After deploying "add a link" in May 2021, we collected initial data showing that the task was engaging to newcomers and that they were making edits with low revert rates -- indicating that structured tasks seem valuable for the newcomer experience and the wikis.
Even as we built that first task, we have been thinking about what a next structured task could be, and we think that adding images could be a good fit for newcomers. The idea is that a simple algorithm would recommend images from Commons to be placed on articles that have no images. To start with, it would use only existing connections that can be found in Wikidata, and newcomers would use their judgment to place the image on the article or not.
We know that there are many open questions around how this would work, and many potential reasons that it might not go right. That's why we are hoping to hear from lots of community members and have an ongoing discussion as we decide how to proceed.
|Expand to read the "Why images?" section|
Looking for substantial contributions
When we first discussed structured tasks with community members, many pointed out that adding wikilinks is not a particularly high-value type of edit. Community members brought up ideas for how newcomers could make more substantial contributions. One idea is images. Wikimedia Commons contains 65 million images, but in many Wikipedias, over 50% of articles have no images. We believe that many images from Commons can make Wikipedia substantially more illustrated.
Interest from newcomers
We know that many newcomers are interested in adding images to Wikipedia. "To add an image" is a common response newcomers give on the welcome survey for why they are creating their account. We also see that one of the most frequent help panel questions is about how to add images, true across all the wikis we work with. Though most of these newcomers are probably bringing their own image that they want to add, this hints at how images can be engaging and exciting. That makes sense, given the image-heavy elements of the other platforms that newcomers participate in -- things like Instagram and Facebook.
Difficulty of working with images
The many help panel questions about images reflects that the process to add them to articles is too difficult. Newcomers have to understand the difference between Wikipedia and Commons, rules around copyright, and the technical parts of inserting and captioning the image in the right place. Finding an image in Commons for an unillustrated article requires even more skills, such as knowledge of Wikidata and categories.

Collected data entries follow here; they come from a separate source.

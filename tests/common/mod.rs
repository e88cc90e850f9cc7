#![allow(dead_code)]

use std::{
    collections::VecDeque,
    sync::{
        Arc, Mutex,
        atomic::{AtomicU32, Ordering},
    },
};

use chrono::{DateTime, TimeZone, Utc};
use sea_orm::{ActiveModelTrait, EntityTrait, Set};
use storefront_api::{
    clock::{Clock, OrderNumberSuffix},
    config::JwtConfig,
    db::{create_orm_conn, run_migrations},
    dto::orders::{OrderLineRequest, ShippingDetails},
    entity::{
        categories::ActiveModel as CategoryActive,
        products::{ActiveModel as ProductActive, Entity as Products},
        users::ActiveModel as UserActive,
    },
    middleware::auth::AuthUser,
    models::Role,
    state::AppState,
};
use uuid::Uuid;

pub struct FixedClock(pub DateTime<Utc>);

impl Clock for FixedClock {
    fn now(&self) -> DateTime<Utc> {
        self.0
    }
}

/// `000001`, `000002`, ... so order numbers are predictable.
#[derive(Default)]
pub struct SequentialSuffix(AtomicU32);

impl OrderNumberSuffix for SequentialSuffix {
    fn next_suffix(&self) -> String {
        let n = self.0.fetch_add(1, Ordering::SeqCst) + 1;
        format!("{n:06}")
    }
}

/// Hands out the scripted suffixes in order, then `fallback` forever.
pub struct ScriptedSuffix {
    script: Mutex<VecDeque<String>>,
    fallback: String,
}

impl ScriptedSuffix {
    pub fn new(script: &[&str], fallback: &str) -> Self {
        Self {
            script: Mutex::new(script.iter().map(|s| s.to_string()).collect()),
            fallback: fallback.to_string(),
        }
    }
}

impl OrderNumberSuffix for ScriptedSuffix {
    fn next_suffix(&self) -> String {
        self.script
            .lock()
            .unwrap()
            .pop_front()
            .unwrap_or_else(|| self.fallback.clone())
    }
}

pub fn fixed_now() -> DateTime<Utc> {
    Utc.with_ymd_and_hms(2026, 1, 18, 9, 30, 0).unwrap()
}

pub fn jwt_config() -> JwtConfig {
    JwtConfig {
        secret: "integration-test-secret".into(),
        issuer: "storefront-api".into(),
        audience: "storefront-client".into(),
        expires_minutes: 60,
    }
}

/// Fresh in-memory database with the schema applied.
pub async fn test_state() -> anyhow::Result<AppState> {
    let orm = create_orm_conn("sqlite::memory:").await?;
    run_migrations(&orm).await?;
    Ok(AppState::new(orm, &jwt_config())
        .with_clock(Arc::new(FixedClock(fixed_now())))
        .with_order_numbers(Arc::new(SequentialSuffix::default())))
}

/// Inserts an account directly; the password hash is a placeholder, so these
/// accounts cannot log in.
pub async fn create_account(state: &AppState, email: &str, role: Role) -> anyhow::Result<AuthUser> {
    let user = UserActive {
        id: Set(Uuid::new_v4()),
        email: Set(email.to_string()),
        password_hash: Set("not-a-real-hash".into()),
        role: Set(role.as_str().to_string()),
        display_name: Set(None),
        created_at: Set(fixed_now().into()),
    }
    .insert(&state.orm)
    .await?;

    Ok(AuthUser {
        user_id: user.id,
        email: user.email,
        role,
    })
}

pub async fn customer(state: &AppState) -> anyhow::Result<AuthUser> {
    create_account(state, &format!("{}@example.com", Uuid::new_v4().simple()), Role::User).await
}

pub async fn admin(state: &AppState) -> anyhow::Result<AuthUser> {
    create_account(state, &format!("admin-{}@example.com", Uuid::new_v4().simple()), Role::Admin).await
}

pub async fn create_category(state: &AppState, name: &str) -> anyhow::Result<Uuid> {
    let category = CategoryActive {
        id: Set(Uuid::new_v4()),
        name: Set(name.to_string()),
        created_at: Set(fixed_now().into()),
    }
    .insert(&state.orm)
    .await?;
    Ok(category.id)
}

/// An active product in a fresh category.
pub async fn create_product(
    state: &AppState,
    name: &str,
    price: i64,
    stock_qty: i32,
) -> anyhow::Result<Uuid> {
    let category_id = create_category(state, &format!("Category {}", Uuid::new_v4().simple())).await?;
    let product = ProductActive {
        id: Set(Uuid::new_v4()),
        name: Set(name.to_string()),
        description: Set(None),
        price: Set(price),
        stock_qty: Set(stock_qty),
        image_url: Set(None),
        is_active: Set(true),
        category_id: Set(category_id),
        created_at: Set(fixed_now().into()),
    }
    .insert(&state.orm)
    .await?;
    Ok(product.id)
}

pub async fn stock_of(state: &AppState, product_id: Uuid) -> anyhow::Result<i32> {
    let product = Products::find_by_id(product_id)
        .one(&state.orm)
        .await?
        .ok_or_else(|| anyhow::anyhow!("product {product_id} is gone"))?;
    Ok(product.stock_qty)
}

pub fn shipping() -> ShippingDetails {
    ShippingDetails {
        shipping_name: "Ada Lovelace".into(),
        shipping_address: "12 Analytical Row".into(),
        phone: "555-0100".into(),
    }
}

pub fn line(product_id: Uuid, quantity: i32) -> OrderLineRequest {
    OrderLineRequest {
        product_id,
        quantity,
    }
}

Success of "Wikipedia Pages Wanting Photos" campaign
The Wikipedia Pages Wanting Photos campaign (WPWP) was a surprising success: 600 users added images to 85,000 pages. They did this with the assistance of a couple of community tools that identified pages that have no images, and which suggest possible images through Wikidata. While there are important lessons to be learned about how to help newcomers succeed with adding images, this gives us confidence that users can be enthusiastic about adding images and that they can be assisted by tools.
Taking this all together
Thinking about all this information together, we think that it could be possible to build an "add an image" structured task that is both fun for newcomers and productive for Wikipedias.

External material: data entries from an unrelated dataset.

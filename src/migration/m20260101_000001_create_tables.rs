use sea_orm_migration::prelude::*;

#[derive(DeriveMigrationName)]
pub struct Migration;

#[async_trait::async_trait]
impl MigrationTrait for Migration {
    async fn up(&self, manager: &SchemaManager) -> Result<(), DbErr> {
        manager
            .create_table(
                Table::create()
                    .table(Users::Table)
                    .if_not_exists()
                    .col(ColumnDef::new(Users::Id).uuid().not_null().primary_key())
                    .col(ColumnDef::new(Users::Email).string().not_null().unique_key())
                    .col(ColumnDef::new(Users::PasswordHash).string().not_null())
                    .col(ColumnDef::new(Users::Role).string_len(16).not_null())
                    .col(ColumnDef::new(Users::DisplayName).string())
                    .col(
                        ColumnDef::new(Users::CreatedAt)
                            .timestamp_with_time_zone()
                            .not_null(),
                    )
                    .to_owned(),
            )
            .await?;

        manager
            .create_table(
                Table::create()
                    .table(Categories::Table)
                    .if_not_exists()
                    .col(ColumnDef::new(Categories::Id).uuid().not_null().primary_key())
                    .col(ColumnDef::new(Categories::Name).string().not_null().unique_key())
                    .col(
                        ColumnDef::new(Categories::CreatedAt)
                            .timestamp_with_time_zone()
                            .not_null(),
                    )
                    .to_owned(),
            )
            .await?;

        manager
            .create_table(
                Table::create()
                    .table(Products::Table)
                    .if_not_exists()
                    .col(ColumnDef::new(Products::Id).uuid().not_null().primary_key())
                    .col(ColumnDef::new(Products::Name).string().not_null())
                    .col(ColumnDef::new(Products::Description).text())
                    .col(
                        ColumnDef::new(Products::Price)
                            .big_integer()
                            .not_null()
                            .check(Expr::col(Products::Price).gte(0)),
                    )
                    .col(
                        ColumnDef::new(Products::StockQty)
                            .integer()
                            .not_null()
                            .check(Expr::col(Products::StockQty).gte(0)),
                    )
                    .col(ColumnDef::new(Products::ImageUrl).string())
                    .col(
                        ColumnDef::new(Products::IsActive)
                            .boolean()
                            .not_null()
                            .default(true),
                    )
                    .col(ColumnDef::new(Products::CategoryId).uuid().not_null())
                    .col(
                        ColumnDef::new(Products::CreatedAt)
                            .timestamp_with_time_zone()
                            .not_null(),
                    )
                    .foreign_key(
                        ForeignKey::create()
                            .name("fk_products_category")
                            .from(Products::Table, Products::CategoryId)
                            .to(Categories::Table, Categories::Id)
                            .on_delete(ForeignKeyAction::Cascade),
                    )
                    .to_owned(),
            )
            .await?;

        // product_id stays a plain column: carts and orders outlive deleted products.
        manager
            .create_table(
                Table::create()
                    .table(CartItems::Table)
                    .if_not_exists()
                    .col(ColumnDef::new(CartItems::Id).uuid().not_null().primary_key())
                    .col(ColumnDef::new(CartItems::UserId).uuid().not_null())
                    .col(ColumnDef::new(CartItems::ProductId).uuid().not_null())
                    .col(
                        ColumnDef::new(CartItems::Quantity)
                            .integer()
                            .not_null()
                            .check(Expr::col(CartItems::Quantity).gt(0)),
                    )
                    .col(
                        ColumnDef::new(CartItems::CreatedAt)
                            .timestamp_with_time_zone()
                            .not_null(),
                    )
                    .foreign_key(
                        ForeignKey::create()
                            .name("fk_cart_items_user")
                            .from(CartItems::Table, CartItems::UserId)
                            .to(Users::Table, Users::Id)
                            .on_delete(ForeignKeyAction::Cascade),
                    )
                    .to_owned(),
            )
            .await?;

        manager
            .create_index(
                Index::create()
                    .if_not_exists()
                    .name("uq_cart_items_user_product")
                    .table(CartItems::Table)
                    .col(CartItems::UserId)
                    .col(CartItems::ProductId)
                    .unique()
                    .to_owned(),
            )
            .await?;

        manager
            .create_table(
                Table::create()
                    .table(Orders::Table)
                    .if_not_exists()
                    .col(ColumnDef::new(Orders::Id).uuid().not_null().primary_key())
                    .col(ColumnDef::new(Orders::UserId).uuid().not_null())
                    .col(
                        ColumnDef::new(Orders::OrderNumber)
                            .string_len(32)
                            .not_null()
                            .unique_key(),
                    )
                    .col(ColumnDef::new(Orders::Status).string_len(16).not_null())
                    .col(ColumnDef::new(Orders::TotalAmount).big_integer().not_null())
                    .col(ColumnDef::new(Orders::ShippingName).string().not_null())
                    .col(ColumnDef::new(Orders::ShippingAddress).string().not_null())
                    .col(ColumnDef::new(Orders::Phone).string().not_null())
                    .col(
                        ColumnDef::new(Orders::CreatedAt)
                            .timestamp_with_time_zone()
                            .not_null(),
                    )
                    .foreign_key(
                        ForeignKey::create()
                            .name("fk_orders_user")
                            .from(Orders::Table, Orders::UserId)
                            .to(Users::Table, Users::Id),
                    )
                    .to_owned(),
            )
            .await?;

        manager
            .create_table(
                Table::create()
                    .table(OrderItems::Table)
                    .if_not_exists()
                    .col(ColumnDef::new(OrderItems::Id).uuid().not_null().primary_key())
                    .col(ColumnDef::new(OrderItems::OrderId).uuid().not_null())
                    .col(ColumnDef::new(OrderItems::Position).integer().not_null())
                    .col(ColumnDef::new(OrderItems::ProductId).uuid().not_null())
                    .col(
                        ColumnDef::new(OrderItems::Quantity)
                            .integer()
                            .not_null()
                            .check(Expr::col(OrderItems::Quantity).gt(0)),
                    )
                    .col(ColumnDef::new(OrderItems::UnitPrice).big_integer().not_null())
                    .col(ColumnDef::new(OrderItems::LineTotal).big_integer().not_null())
                    .foreign_key(
                        ForeignKey::create()
                            .name("fk_order_items_order")
                            .from(OrderItems::Table, OrderItems::OrderId)
                            .to(Orders::Table, Orders::Id)
                            .on_delete(ForeignKeyAction::Cascade),
                    )
                    .to_owned(),
            )
            .await?;

        manager
            .create_table(
                Table::create()
                    .table(AuditLogs::Table)
                    .if_not_exists()
                    .col(ColumnDef::new(AuditLogs::Id).uuid().not_null().primary_key())
                    .col(ColumnDef::new(AuditLogs::UserId).uuid())
                    .col(ColumnDef::new(AuditLogs::Action).string().not_null())
                    .col(ColumnDef::new(AuditLogs::Resource).string())
                    .col(ColumnDef::new(AuditLogs::Metadata).json())
                    .col(
                        ColumnDef::new(AuditLogs::CreatedAt)
                            .timestamp_with_time_zone()
                            .not_null(),
                    )
                    .to_owned(),
            )
            .await?;

        Ok(())
    }

    async fn down(&self, manager: &SchemaManager) -> Result<(), DbErr> {
        manager
            .drop_table(Table::drop().table(AuditLogs::Table).to_owned())
            .await?;
        manager
            .drop_table(Table::drop().table(OrderItems::Table).to_owned())
            .await?;
        manager
            .drop_table(Table::drop().table(Orders::Table).to_owned())
            .await?;
        manager
            .drop_table(Table::drop().table(CartItems::Table).to_owned())
            .await?;
        manager
            .drop_table(Table::drop().table(Products::Table).to_owned())
            .await?;
        manager
            .drop_table(Table::drop().table(Categories::Table).to_owned())
            .await?;
        manager
            .drop_table(Table::drop().table(Users::Table).to_owned())
            .await?;
        Ok(())
    }
}

#[derive(DeriveIden)]
enum Users {
    Table,
    Id,
    Email,
    PasswordHash,
    Role,
    DisplayName,
    CreatedAt,
}

#[derive(DeriveIden)]
enum Categories {
    Table,
    Id,
    Name,
    CreatedAt,
}

#[derive(DeriveIden)]
enum Products {
    Table,
    Id,
    Name,
    Description,
    Price,
    StockQty,
    ImageUrl,
    IsActive,
    CategoryId,
    CreatedAt,
}

#[derive(DeriveIden)]
enum CartItems {
    Table,
    Id,
    UserId,
    ProductId,
    Quantity,
    CreatedAt,
}

#[derive(DeriveIden)]
enum Orders {
    Table,
    Id,
    UserId,
    OrderNumber,
    Status,
    TotalAmount,
    ShippingName,
    ShippingAddress,
    Phone,
    CreatedAt,
}

#[derive(DeriveIden)]
enum OrderItems {
    Table,
    Id,
    OrderId,
    Position,
    ProductId,
    Quantity,
    UnitPrice,
    LineTotal,
}

#[derive(DeriveIden)]
enum AuditLogs {
    Table,
    Id,
    UserId,
    Action,
    Resource,
    Metadata,
    CreatedAt,
}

From June 2020 through July 2021, the Growth team worked on community discussions, background research, evaluations, and proof-of-concepts around the "add an image" task. This led to the decision to start building our first iteration in August 2021 (see Iteration 1). This section contains all that background work leading up to Iteration 1.
|Expand to read the "Idea validation" section|
Our ability to make a structured task for adding images depends on whether we can create an algorithm that generates sufficiently good recommendations. We definitely do not want to urge newcomers to add the wrong images to articles, which would cause work for patrollers to clean up after them. Therefore, trying to see if we could make a good algorithm is one of the first things we've worked on.

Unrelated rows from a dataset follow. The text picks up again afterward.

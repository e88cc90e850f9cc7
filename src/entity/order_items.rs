use sea_orm::entity::prelude::*;

#[derive(Clone, Debug, PartialEq, DeriveEntityModel)]
#[sea_orm(table_name = "order_items")]
pub struct Model {
    #[sea_orm(primary_key, auto_increment = false)]
    pub id: Uuid,
    pub order_id: Uuid,
    /// Zero-based line number within the order.
    pub position: i32,
    pub product_id: Uuid,
    pub quantity: i32,
    pub unit_price: i64,
    pub line_total: i64,
}

#[derive(Copy, Clone, Debug, EnumIter, DeriveRelation)]
pub enum Relation {
    #[sea_orm(
        belongs_to = "super::orders::Entity",
        from = "Column::OrderId",
        to = "super::orders::Column::Id",
        on_delete = "Cascade"
    )]
    Orders,
    #[sea_orm(
        belongs_to = "super::products::Entity",
        from = "Column::ProductId",
        to = "super::products::Column::Id"
    )]
    Products,
}

impl Related<super::orders::Entity> for Entity {
    fn to() -> RelationDef {
        Relation::Orders.def()
    }
}

impl Related<super::products::Entity> for Entity {
    fn to() -> RelationDef {
        Relation::Products.def()
    }
}

impl ActiveModelBehavior for ActiveModel {}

We have been working with the Wikimedia Research team, and so far we have been testing an algorithm that prioritizes accuracy and human judgment. Rather than using any computer vision, which can generate unexpected results, it simply aggregates existing information in Wikidata, drawing on connections made by experienced contributors. These are the three main ways that it suggests matches to unillustrated articles:
The algorithm also includes logic to do things like exclude images that are likely icons or that are present on an article as part of a navbox.
As of August 2021, we've gone through three rounds of testing the algorithm, each time looking at matches to articles in six languages: English, French, Arabic, Vietnamese, Czech, and Korean. The evaluations were done by our team's ambassadors and other expert Wikimedians, who are native speakers in the languages being tested.
First two evaluations
Looking at 50 suggested matches in each language, we went through and classified them into these groups:
A question that runs throughout the work on an algorithm like this is: how accurate does it need to be? If 75% of matches are good is that enough? Does it need to be 90% accurate? Or could it be as low as 50% accurate? This depends on how good the judgment is of the newcomers using it, and how much patience they have for weak matches. We'll learn more about this when we user test the algorithm with real newcomers.
In the first evaluation, the most important thing is that we found a lot of easy improvements to make to the algorithm, including types of articles and images to exclude. Even without those improvements, about 20-40% of matches were "2s", meaning great matches for the article (depending on the wiki). You can see the full results and notes from the first evaluation here.
For the second evaluation, many improvements were incorporated, and the accuracy increased. Between 50-70% of matches were "2s" (depending on the wiki). But increasing the accuracy can decrease the coverage, i.e. the number of articles for which we can make matches. Using conservative criteria, the algorithm may only be able to suggest tens of thousands of matches in a given wiki, even if that wikis has hundreds of thousands or millions of articles. We believe that that kind of volume would be sufficient to build an initial version of this feature. You can see the full results and notes from the second evaluation here.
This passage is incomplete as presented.